We tried hot dog flavored ice cream at the Museum of Ice Cream Chicago

Chicagoans, as you probably know, have a lot of opinions about hot dogs. But arguing over ketchup is outdated at this point. Instead, why not debate the merits of hot dog flavored ice cream?

The disturbing treat was unveiled at Chicago Ice Cream Museum opening this weekend, part of the exhibit’s range of multi-room interactive ice cream-themed experiences. This isn’t the first time someone has dared to make hot dog flavored ice cream (some light searches reveal attempts to Oscar Mayer and Brooklyn-based scoop shop, The Social), but he strength to be the first time someone has showcased their beefy creation in such a simple way: served in a pink poppy seed bun and dressed in mustard and pickles, the museum’s ice cream hot dog is an imitation functional of the real deal, but without more of the required trimmings.

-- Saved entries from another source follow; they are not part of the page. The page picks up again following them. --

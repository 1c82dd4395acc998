// ============================================================================
// Axum Middleware
// ============================================================================

use axum::{extract::Request, middleware::Next, response::Response};
use std::time::Instant;

/// Request logging middleware
pub async fn request_logging(req: Request, next: Next) -> Response {
    let start = Instant::now();
    let method = req.method().clone();
    let path = req.uri().path().to_string();

    tracing::debug!(
        method = %method,
        path = %path,
        "Incoming request"
    );

    let response = next.run(req).await;

    let duration = start.elapsed();
    let status = response.status();

    tracing::info!(
        method = %method,
        path = %path,
        status = %status.as_u16(),
        duration_ms = duration.as_millis(),
        "Request completed"
    );

    response
}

“We worked with a Chicago-based bakery to make the buns, and then there’s a hot dog-flavored soft serve inside,” says Maryellis Bunn, the museum’s creator and co-CEO. “And no ketchup, Chicago style.”

The staff says the flavor has polarized so far. One participant told me she politely spat her first bite into the nearest trash can; another admitted he wouldn’t even try it for fear of being gagged. Still, there’s something alluring about the sweet-salty combo – could hot ice cream really work?

If you ask this hot dog eater, the answer is a hesitant yes, especially if you’re not expecting a perfect Chicago-style simulacrum of a dog. The soft, meaty portion – it’s not vegetarian, in case you were wondering – has all the smoky, spicy notes of an all-beef sausage with a pleasantly sweet underside, while the pink bun (made on measurement by the Joliet-based company Milan Bakery) is moist and sprinkled with a respectable sprinkle of poppy seeds.

Photography: Emma Krupp

But what really sells the hot dog flavor are the briny toppings. A drizzle of mustard and a few small pickles (replacing the dill pickle spears) provide welcome hints of acidity that counteract any unpleasant sweetness potential of the hot dog flavor. Whether the ice cream could stand up to a full array of Chicago-style toppings trailed around the garden is another question — and, perhaps, thankfully, one we don’t have to answer.

Want to taste a hot dog flavored ice cream yourself? The Museum of Ice Cream, located at 435 N Michigan Ave, is open daily from 10 a.m. to 7 p.m. (closed Tuesdays). Tickets include unlimited treats from five ice cream stations throughout the museum, meaning you can come back for as many hot dog-flavored indulgences as you can muster in a single visit.